======== Task data ========
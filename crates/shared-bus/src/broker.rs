//! # Broker Port
//!
//! The seam between the event core and the message broker. Components
//! receive an `Arc<dyn Broker>` in their constructor; there is no
//! process-wide channel.
//!
//! ## Delivery Lifecycle
//!
//! ```text
//! consume() ──► Delivery ──► settle(Outcome::Ack)                 ──► removed
//!                         └─► settle(Outcome::Nack{requeue:true})  ──► back on queue
//!                         └─► settle(Outcome::Nack{requeue:false}) ──► dead-lettered
//!                         └─► dropped unsettled + consumer gone    ──► redelivered
//! ```

use async_trait::async_trait;
use futures::stream::BoxStream;
use shared_types::{BrokerError, ExchangeSpec, MessageEnvelope, QueueSpec};
use std::fmt;

use crate::DEFAULT_PREFETCH;

/// Explicit settlement decision for a delivery.
#[derive(Debug, Clone, Copy, PartialEq, Eq)]
pub enum Outcome {
    /// Processing finished; remove the message.
    Ack,
    /// Processing did not finish. With `requeue` the message goes back on its
    /// queue; without, the broker dead-letters it.
    Nack { requeue: bool },
}

impl Outcome {
    /// Label used in metrics and logs.
    #[must_use]
    pub fn label(&self) -> &'static str {
        match self {
            Self::Ack => "ack",
            Self::Nack { requeue: true } => "requeue",
            Self::Nack { requeue: false } => "nack",
        }
    }
}

/// Options for a publish call.
#[derive(Debug, Clone, Copy, Default, PartialEq, Eq)]
pub struct PublishOptions {
    /// Wait for the broker to confirm the message before returning.
    pub confirm: bool,
}

impl PublishOptions {
    #[must_use]
    pub fn confirmed() -> Self {
        Self { confirm: true }
    }
}

/// Options for a consumer registration.
#[derive(Debug, Clone, PartialEq, Eq)]
pub struct ConsumeOptions {
    /// Maximum unsettled deliveries held by this consumer.
    pub prefetch: u16,
    pub consumer_tag: String,
}

impl Default for ConsumeOptions {
    fn default() -> Self {
        Self {
            prefetch: DEFAULT_PREFETCH,
            consumer_tag: format!("consumer-{}", uuid::Uuid::new_v4()),
        }
    }
}

/// Settles a single delivery with the broker.
#[async_trait]
pub trait Acker: Send + Sync {
    async fn ack(&self) -> Result<(), BrokerError>;
    async fn nack(&self, requeue: bool) -> Result<(), BrokerError>;
}

/// A message handed to a consumer.
pub struct Delivery {
    pub delivery_tag: u64,
    pub queue: String,
    pub exchange: String,
    pub routing_key: String,
    /// Set when the broker has delivered this message before.
    pub redelivered: bool,
    pub envelope: MessageEnvelope,
    acker: Box<dyn Acker>,
}

impl Delivery {
    pub fn new(
        delivery_tag: u64,
        queue: impl Into<String>,
        exchange: impl Into<String>,
        routing_key: impl Into<String>,
        redelivered: bool,
        envelope: MessageEnvelope,
        acker: Box<dyn Acker>,
    ) -> Self {
        Self {
            delivery_tag,
            queue: queue.into(),
            exchange: exchange.into(),
            routing_key: routing_key.into(),
            redelivered,
            envelope,
            acker,
        }
    }

    /// Apply an outcome.
    pub async fn settle(&self, outcome: Outcome) -> Result<(), BrokerError> {
        match outcome {
            Outcome::Ack => self.acker.ack().await,
            Outcome::Nack { requeue } => self.acker.nack(requeue).await,
        }
    }
}

impl fmt::Debug for Delivery {
    fn fmt(&self, f: &mut fmt::Formatter<'_>) -> fmt::Result {
        f.debug_struct("Delivery")
            .field("delivery_tag", &self.delivery_tag)
            .field("queue", &self.queue)
            .field("exchange", &self.exchange)
            .field("routing_key", &self.routing_key)
            .field("redelivered", &self.redelivered)
            .field("message_id", &self.envelope.message_id())
            .finish()
    }
}

/// Push-based stream of deliveries for one consumer. Dropping the stream
/// cancels the consumer and returns its unsettled deliveries to the queue.
pub type DeliveryStream = BoxStream<'static, Result<Delivery, BrokerError>>;

/// Operations the event core needs from a message broker.
#[async_trait]
pub trait Broker: Send + Sync {
    /// Declare an exchange. Identical re-declaration is a no-op.
    async fn declare_exchange(&self, exchange: &ExchangeSpec) -> Result<(), BrokerError>;

    /// Declare a queue and its bindings. Identical re-declaration is a
    /// no-op; bindings are never duplicated.
    async fn declare_queue(&self, queue: &QueueSpec) -> Result<(), BrokerError>;

    /// Publish to an exchange. Unroutable messages are dropped.
    async fn publish(
        &self,
        exchange: &str,
        routing_key: &str,
        envelope: MessageEnvelope,
        options: PublishOptions,
    ) -> Result<(), BrokerError>;

    /// Register a consumer on a queue.
    async fn consume(
        &self,
        queue: &str,
        options: ConsumeOptions,
    ) -> Result<DeliveryStream, BrokerError>;

    /// Close the channel and connection. Open delivery streams end.
    async fn close(&self) -> Result<(), BrokerError>;

    /// Whether the connection is still usable.
    fn is_open(&self) -> bool;
}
========
Task » Check every line above for the word "redelivered" and copy those that have it.

Exercise response »
//!                         └─► dropped unsettled + consumer gone    ──► redelivered
    pub redelivered: bool,
        redelivered: bool,
            redelivered,
            .field("redelivered", &self.redelivered)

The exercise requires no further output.